The next time I saw Sherlock Brolmes, he was doing the Walk of Shame across the Green, wearing nothing but a deerstocker. He had texted me earlier simply with “PNTS.” I handed him a pair of fresh pants. He put them on with considerable difficulty.
“Why were you at Eta Rho?” I asked. “You are looking for that composite, right?”
“I had a lead!” he insisted, still a little drunk from his earlier metaphorical and literal rage.
“A lead? Are you sure it wasn’t a campus blitz about Tails at Eta?!” I said.
“It was addressed to me personally! It was invite-only Tails, and she invited me! I knew she was concealing some information,” he said, still recoiling from obvious post-coital shock. The Eta Rho sister Ada Henderson had clearly just had her way with him. Hence her house’s nickname Eta Bro. They broke up after Sophomore Summer, but he still talked to her when he got really drunk. Kind of like a drunk dial. Except more like a drunk video chat because they could see each other. Well, they were having sex, so it was more like a drunk Chat Roulette dial.

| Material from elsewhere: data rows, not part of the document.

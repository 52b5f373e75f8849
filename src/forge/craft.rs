//! Material synthesis
//!
//! Refines 4-8 raw materials into a piece of equipment whose rarity
//! follows the quality average of what went in.

use rand::seq::SliceRandom;
use rand::Rng;

use crate::data::vocab::NameVocab;
use crate::forge::error::ForgeError;
use crate::forge::generator::{
    core_attribute, rarity_value, roll_attribute_value, synthesize_name, weight_factor,
};
use crate::items::item::{next_item_id, AttributeKind, EquipSlot, Item, Rarity};

pub const MIN_MATERIALS: usize = 4;
pub const MAX_MATERIALS: usize = 8;

/// Rarity band the average quality score lands in
fn result_rarity(avg_score: f64) -> Rarity {
    if avg_score >= 15.0 {
        Rarity::Immortal
    } else if avg_score >= 6.0 {
        Rarity::Legendary
    } else if avg_score >= 2.5 {
        Rarity::Rare
    } else {
        Rarity::Common
    }
}

/// Total attribute count on crafted gear; leaner than generated gear
fn attribute_cap(rarity: Rarity) -> usize {
    match rarity {
        Rarity::Common | Rarity::Rare => 2,
        Rarity::Legendary => 3,
        Rarity::Immortal => 4,
    }
}

/// Chance the forge grants revive charges
fn revive_chance(rarity: Rarity) -> f64 {
    match rarity {
        Rarity::Common => 0.03,
        Rarity::Rare => 0.05,
        Rarity::Legendary => 0.10,
        Rarity::Immortal => 0.20,
    }
}

/// Refine materials into a new piece of equipment
///
/// Consumption of the inputs is the caller's side: one unit per material,
/// unconditional, applied through `Inventory::take_one` before or after
/// this call. The function itself never touches inventory state.
pub fn craft_from_materials(
    materials: &[Item],
    custom_name: Option<String>,
    preferred_slot: Option<EquipSlot>,
    vocab: &NameVocab,
    rng: &mut impl Rng,
) -> Result<Item, ForgeError> {
    if materials.len() < MIN_MATERIALS || materials.len() > MAX_MATERIALS {
        return Err(ForgeError::MaterialCount {
            got: materials.len(),
            min: MIN_MATERIALS,
            max: MAX_MATERIALS,
        });
    }

    let avg_score = materials
        .iter()
        .map(|m| m.rarity.craft_score())
        .sum::<f64>()
        / materials.len() as f64;
    let rarity = result_rarity(avg_score);

    let slot = preferred_slot
        .filter(|s| EquipSlot::craftable().contains(s))
        .unwrap_or_else(|| {
            EquipSlot::craftable()
                .choose(rng)
                .copied()
                .unwrap_or(EquipSlot::Weapon)
        });
    let category = slot.category();

    // More materials within the window mean a hotter forge.
    let base = 100.0 * (1.0 + (materials.len() - MIN_MATERIALS) as f64 * 0.1);

    let core = core_attribute(category);
    let mut item = Item::new(
        next_item_id(),
        custom_name.unwrap_or_else(|| {
            synthesize_name(vocab, category, slot, rarity, rng.gen_range(0..1000))
        }),
        category,
    );
    item.rarity = rarity;
    item.equip_slot = Some(slot);
    item.attributes
        .set(core, roll_attribute_value(rarity, core, 1.0, base, rng).max(1));

    let cap = attribute_cap(rarity);
    let mut remaining: Vec<AttributeKind> = AttributeKind::all()
        .iter()
        .filter(|k| **k != core)
        .copied()
        .collect();
    while item.attributes.len() < cap && !remaining.is_empty() {
        let pick = rng.gen_range(0..remaining.len());
        let kind = remaining.remove(pick);
        let factor = weight_factor(category, kind);
        item.attributes
            .set(kind, roll_attribute_value(rarity, kind, factor, base, rng));
    }

    if rng.gen_bool(revive_chance(rarity)) {
        item.revive_charges = if rarity == Rarity::Immortal { 2 } else { 1 };
    }

    item.value = rarity_value(rarity);
    item.description = format!(
        "Refined from {} materials. {}",
        materials.len(),
        vocab.flavor.for_rarity(rarity)[0]
    );

    log::info!(
        "Crafted {} ({}, {}) from {} materials",
        item.name,
        rarity.name(),
        slot.name(),
        materials.len()
    );

    Ok(item)
}

#[cfg(test)]
mod tests {
    use super::*;
    use crate::data::vocab::default_name_vocab;
    use crate::forge::generator::{attribute_ceiling, attribute_floor};
    use crate::items::inventory::Inventory;
    use crate::items::item::templates;
    use rand::rngs::mock::StepRng;
    use rand::rngs::StdRng;
    use rand::SeedableRng;

    fn mats(rarities: &[Rarity]) -> Vec<Item> {
        rarities
            .iter()
            .map(|r| templates::forge_material(crate::items::item::next_item_id(), *r))
            .collect()
    }

    #[test]
    fn test_material_count_validated() {
        let vocab = default_name_vocab();
        let mut rng = StdRng::seed_from_u64(1);
        for n in [0, 3, 9] {
            let materials = mats(&vec![Rarity::Common; n]);
            let result = craft_from_materials(&materials, None, None, &vocab, &mut rng);
            assert!(matches!(
                result,
                Err(ForgeError::MaterialCount { got, .. }) if got == n
            ));
        }
    }

    #[test]
    fn test_basic_craft_is_common() {
        // Four Common materials: average score 1, Common band.
        let vocab = default_name_vocab();
        let mut rng = StdRng::seed_from_u64(2);
        let materials = mats(&[Rarity::Common; 4]);
        let item = craft_from_materials(&materials, None, None, &vocab, &mut rng).unwrap();
        assert_eq!(item.rarity, Rarity::Common);
    }

    #[test]
    fn test_mixed_craft_is_rare() {
        // (1 + 1 + 8 + 8) / 4 = 4.5: inside the Rare band, below Legendary.
        let vocab = default_name_vocab();
        let mut rng = StdRng::seed_from_u64(3);
        let materials = mats(&[
            Rarity::Common,
            Rarity::Common,
            Rarity::Legendary,
            Rarity::Legendary,
        ]);
        let item = craft_from_materials(&materials, None, None, &vocab, &mut rng).unwrap();
        assert_eq!(item.rarity, Rarity::Rare);
    }

    #[test]
    fn test_all_immortal_craft() {
        let vocab = default_name_vocab();
        let mut rng = StdRng::seed_from_u64(4);
        let materials = mats(&[Rarity::Immortal; 4]);
        let item = craft_from_materials(&materials, None, None, &vocab, &mut rng).unwrap();
        assert_eq!(item.rarity, Rarity::Immortal);
        assert!(item.attributes.len() <= 4);
    }

    #[test]
    fn test_preferred_slot_honored() {
        let vocab = default_name_vocab();
        let mut rng = StdRng::seed_from_u64(5);
        let materials = mats(&[Rarity::Common; 5]);
        let item = craft_from_materials(
            &materials,
            None,
            Some(EquipSlot::Boots),
            &vocab,
            &mut rng,
        )
        .unwrap();
        assert_eq!(item.equip_slot, Some(EquipSlot::Boots));
    }

    #[test]
    fn test_crafted_values_within_bounds() {
        let vocab = default_name_vocab();
        let mut rng = StdRng::seed_from_u64(6);
        for _ in 0..50 {
            let materials = mats(&[Rarity::Legendary; 8]);
            let item = craft_from_materials(&materials, None, None, &vocab, &mut rng).unwrap();
            for attr in item.attributes.iter() {
                assert!(attr.value >= attribute_floor(item.rarity, attr.kind));
                assert!(attr.value <= attribute_ceiling(item.rarity, attr.kind));
            }
        }
    }

    #[test]
    fn test_revive_charges_on_lucky_roll() {
        // A zero-stream RNG makes every bool roll come up true.
        let vocab = default_name_vocab();
        let mut rng = StepRng::new(0, 0);
        let materials = mats(&[Rarity::Immortal; 4]);
        let item = craft_from_materials(&materials, None, None, &vocab, &mut rng).unwrap();
        assert_eq!(item.revive_charges, 2);
    }

    #[test]
    fn test_custom_name_used() {
        let vocab = default_name_vocab();
        let mut rng = StdRng::seed_from_u64(7);
        let materials = mats(&[Rarity::Common; 4]);
        let item = craft_from_materials(
            &materials,
            Some("Grandpa's Hoe".to_string()),
            None,
            &vocab,
            &mut rng,
        )
        .unwrap();
        assert_eq!(item.name, "Grandpa's Hoe");
    }

    #[test]
    fn test_materials_consumed_one_each() {
        // The inventory seam: one unit per input leaves the stack,
        // regardless of what the forge produces.
        let vocab = default_name_vocab();
        let mut rng = StdRng::seed_from_u64(8);
        let mut inv = Inventory::new();
        let mut stack = templates::forge_material(crate::items::item::next_item_id(), Rarity::Rare);
        stack.stack_count = 6;
        let id = stack.id;
        inv.add_item(stack);

        let consumed: Vec<Item> = (0..4).filter_map(|_| inv.take_one(id)).collect();
        assert_eq!(consumed.len(), 4);
        assert_eq!(inv.count_of("Spirit Jade Shard"), 2);

        let item = craft_from_materials(&consumed, None, None, &vocab, &mut rng).unwrap();
        assert_eq!(item.rarity, Rarity::Rare);
        // Stack stays reduced whatever came out of the forge.
        assert_eq!(inv.count_of("Spirit Jade Shard"), 2);
    }
}
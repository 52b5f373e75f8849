//! Forge engine
//!
//! Stat generation, enhancement, material synthesis, and fusion.

pub mod craft;
pub mod error;
pub mod fusion;
pub mod generator;
pub mod upgrade;

pub use craft::{craft_from_materials, MAX_MATERIALS, MIN_MATERIALS};
pub use error::ForgeError;
pub use fusion::{fuse_equipment, FUSION_RETENTION};
pub use generator::{
    attribute_ceiling, attribute_floor, core_attribute, generate_equipment, roll_attribute_value,
    roll_attributes, synthesize_name,
};
pub use upgrade::{
    attempt_upgrade, cost_to_target, effective_rate, success_rate, upgrade_cost,
    upgrade_to_target, ContinuousOutcome, ContinuousReport, UpgradeCost, UpgradeOutcome,
    UpgradeResources,
};
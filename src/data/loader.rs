//! RON data loader
//!
//! Loads forge data from external RON files, with fallback to hardcoded
//! defaults.

use std::fs;
use std::path::Path;

use super::vocab::{default_name_vocab, NameVocab};

/// Manages external forge data
#[derive(Debug, Clone)]
pub struct ForgeData {
    /// Name vocabularies for the stat generator
    pub vocab: NameVocab,
}

impl ForgeData {
    /// Create a new ForgeData, loading from files or using defaults
    pub fn new() -> Self {
        Self {
            vocab: Self::load_vocab(Path::new("assets/data")),
        }
    }

    /// Load vocabulary from RON file
    fn load_vocab(base_path: &Path) -> NameVocab {
        let path = base_path.join("vocab.ron");
        if path.exists() {
            match fs::read_to_string(&path) {
                Ok(content) => match ron::from_str(&content) {
                    Ok(vocab) => return vocab,
                    Err(e) => log::warn!("Failed to parse vocab.ron: {}", e),
                },
                Err(e) => log::warn!("Failed to read vocab.ron: {}", e),
            }
        }
        default_name_vocab()
    }
}

impl Default for ForgeData {
    fn default() -> Self {
        Self {
            vocab: default_name_vocab(),
        }
    }
}

/// Export all default data to RON files for easy editing
pub fn export_default_data() -> Result<(), String> {
    let base_path = Path::new("assets/data");

    if !base_path.exists() {
        fs::create_dir_all(base_path)
            .map_err(|e| format!("Failed to create assets/data directory: {}", e))?;
    }

    let vocab = default_name_vocab();
    let vocab_ron = ron::ser::to_string_pretty(&vocab, ron::ser::PrettyConfig::default())
        .map_err(|e| format!("Failed to serialize vocab: {}", e))?;
    fs::write(base_path.join("vocab.ron"), vocab_ron)
        .map_err(|e| format!("Failed to write vocab.ron: {}", e))?;

    Ok(())
}

#[cfg(test)]
mod tests {
    use super::*;

    #[test]
    fn test_export_default_data() {
        let result = export_default_data();
        assert!(result.is_ok(), "Failed to export: {:?}", result.err());
        assert!(Path::new("assets/data/vocab.ron").exists());
    }

    #[test]
    fn test_load_default_data() {
        let _ = export_default_data();
        let data = ForgeData::new();
        assert!(!data.vocab.weapon_nouns.is_empty());
    }
}
//! Enhancement engine
//!
//! Per-level costs, success rates, and the single-step and
//! continuous-to-target upgrade transitions.

use rand::Rng;
use serde::{Deserialize, Serialize};

use crate::items::item::Item;

/// Spirit-stone cost seed per level
const BASE_STONE_COST: f64 = 100.0;
/// Refined-material cost seed per level
const BASE_MATERIAL_COST: f64 = 2.0;
/// Success-rate bonus per tempering stone consumed
pub const STONE_BONUS_PER_UNIT: f64 = 0.10;
/// Success-rate decay per consecutive failure, continuous mode only
pub const FAILURE_PENALTY_RATE: f64 = 0.05;
/// Hard floor on the effective success rate
pub const MIN_SUCCESS_RATE: f64 = 0.05;
/// Floor on the base rate before stone bonuses
pub const BASE_RATE_FLOOR: f64 = 0.10;

/// Resources one enhancement level costs
#[derive(Debug, Clone, Copy, Default, PartialEq, Eq, Serialize, Deserialize)]
pub struct UpgradeCost {
    pub spirit_stones: u64,
    pub materials: u32,
}

/// The caller-owned resource snapshot an upgrade draws on
///
/// The engine never reads ambient player state; callers pass this in and
/// apply the mutated result back to wherever it lives.
#[derive(Debug, Clone, Copy, Default, PartialEq, Eq, Serialize, Deserialize)]
pub struct UpgradeResources {
    pub spirit_stones: u64,
    pub materials: u32,
    pub upgrade_stones: u32,
}

impl UpgradeResources {
    pub fn can_afford(&self, cost: &UpgradeCost, stones_used: u32) -> bool {
        self.spirit_stones >= cost.spirit_stones
            && self.materials >= cost.materials
            && self.upgrade_stones >= stones_used
    }

    fn debit(&mut self, cost: &UpgradeCost, stones_used: u32) {
        self.spirit_stones -= cost.spirit_stones;
        self.materials -= cost.materials;
        self.upgrade_stones -= stones_used;
    }
}

/// Result of one upgrade attempt
///
/// `Failure` rolled and lost (resources spent); `Error` could not attempt
/// (nothing spent). The two are distinct outcomes by design.
#[derive(Debug, Clone, Copy, PartialEq, Eq, Serialize, Deserialize)]
pub enum UpgradeOutcome {
    Success,
    Failure,
    Error,
}

/// Cost of raising an item from `level` to `level + 1`
///
/// Pure function: identical inputs always give identical output.
pub fn upgrade_cost(level: u32, multiplier: f64) -> UpgradeCost {
    let l = level as f64;
    let spirit_stones = (BASE_STONE_COST * (l + 1.0) * multiplier * (1.0 + l * 0.25)).floor() as u64;
    let materials = (BASE_MATERIAL_COST * multiplier * (l + 1.0) * (1.0 + l * 0.5)).floor() as u32;
    UpgradeCost {
        spirit_stones,
        materials,
    }
}

/// Exact total cost of raising an item from `current` to `target`
pub fn cost_to_target(current: u32, target: u32, multiplier: f64) -> UpgradeCost {
    let mut total = UpgradeCost::default();
    for level in current..target {
        let step = upgrade_cost(level, multiplier);
        total.spirit_stones = total.spirit_stones.saturating_add(step.spirit_stones);
        total.materials = total.materials.saturating_add(step.materials);
    }
    total
}

/// Success probability for one attempt, before any failure penalty
///
/// Degrades with level and rarity, recovered by tempering stones, always
/// within [BASE_RATE_FLOOR, 1].
pub fn success_rate(level: u32, multiplier: f64, stones_used: u32) -> f64 {
    let base = (1.0 - level as f64 * 0.1 - (multiplier - 1.0) * 0.15).max(BASE_RATE_FLOOR);
    (base + stones_used as f64 * STONE_BONUS_PER_UNIT).min(1.0)
}

/// Apply the consecutive-failure decay used by continuous mode
///
/// Isolated manual attempts pass 0 failures; only the bulk loop feeds its
/// counter through, which keeps automation riskier than patient clicking.
pub fn effective_rate(rate: f64, consecutive_failures: u32) -> f64 {
    (rate - consecutive_failures as f64 * FAILURE_PENALTY_RATE).max(MIN_SUCCESS_RATE)
}

/// Attempt to raise the item one enhancement level
///
/// Affordability is checked before anything is consumed; an unaffordable
/// attempt returns `Error` and touches nothing. Otherwise the cost and
/// tempering stones are spent win or lose. On success every attribute is
/// rescaled by the rarity's growth rate.
pub fn attempt_upgrade(
    item: &mut Item,
    stones_used: u32,
    consecutive_failures: u32,
    resources: &mut UpgradeResources,
    rng: &mut impl Rng,
) -> UpgradeOutcome {
    let cost = upgrade_cost(item.enhance_level, item.rarity.multiplier());
    if !resources.can_afford(&cost, stones_used) {
        return UpgradeOutcome::Error;
    }
    resources.debit(&cost, stones_used);

    let rate = effective_rate(
        success_rate(item.enhance_level, item.rarity.multiplier(), stones_used),
        consecutive_failures,
    );
    let roll = rng.gen_range(0.0..1.0);
    if roll >= rate {
        return UpgradeOutcome::Failure;
    }

    item.enhance_level += 1;
    let growth = 1.0 + item.rarity.growth_rate();
    for attr in item.attributes.iter_mut() {
        attr.value = ((attr.value as f64 * growth).floor()).min(u32::MAX as f64) as u32;
    }
    UpgradeOutcome::Success
}

/// Why a continuous upgrade run ended
#[derive(Debug, Clone, Copy, PartialEq, Eq, Serialize, Deserialize)]
pub enum ContinuousOutcome {
    /// Target level reached
    Completed,
    /// Could not afford the next level's cost
    MaterialsExhausted,
    /// The underlying attempt refused to run
    Error,
}

/// Report from a continuous upgrade run
#[derive(Debug, Clone, Copy, PartialEq, Eq, Serialize, Deserialize)]
pub struct ContinuousReport {
    pub start_level: u32,
    pub end_level: u32,
    pub successes: u32,
    pub failures: u32,
    pub outcome: ContinuousOutcome,
}

/// Upgrade repeatedly until the target level, a resource wall, or an error
///
/// Sequential single-step attempts; each iteration re-checks affordability
/// against the wallet as consumed so far. Consecutive failures decay the
/// effective rate until a success resets the counter.
pub fn upgrade_to_target(
    item: &mut Item,
    target_level: u32,
    stones_per_attempt: u32,
    resources: &mut UpgradeResources,
    rng: &mut impl Rng,
) -> ContinuousReport {
    let start_level = item.enhance_level;
    let mut successes = 0;
    let mut failures = 0;
    let mut consecutive = 0;

    let outcome = loop {
        if item.enhance_level >= target_level {
            break ContinuousOutcome::Completed;
        }
        let cost = upgrade_cost(item.enhance_level, item.rarity.multiplier());
        if !resources.can_afford(&cost, stones_per_attempt) {
            break ContinuousOutcome::MaterialsExhausted;
        }
        match attempt_upgrade(item, stones_per_attempt, consecutive, resources, rng) {
            UpgradeOutcome::Success => {
                successes += 1;
                consecutive = 0;
            }
            UpgradeOutcome::Failure => {
                failures += 1;
                consecutive += 1;
            }
            UpgradeOutcome::Error => break ContinuousOutcome::Error,
        }
    };

    log::info!(
        "Continuous upgrade of {}: +{} -> +{} ({} up, {} down, {:?})",
        item.name,
        start_level,
        item.enhance_level,
        successes,
        failures,
        outcome
    );

    ContinuousReport {
        start_level,
        end_level: item.enhance_level,
        successes,
        failures,
        outcome,
    }
}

“Well, okay, you have a lead? Where are you going right now?” I asked, but Sherlock Brolmes had disappeared into the night. I could only assume that he had gone off to search for clues in his shower. I could only hope that one of the clues was not the bottle of Jack Daniels he always keeps next to the soap. But after this slight detour, I’m sure he had a plan to find the dastardly composite thief.
But just then, as I walked back across the Green, I noticed a dark figure carrying a large rectangular frame covered in a Black North Face jacket. I started following him slowly, back across the Green towards the Hop. I could only wonder where this shadowy gentleman was heading…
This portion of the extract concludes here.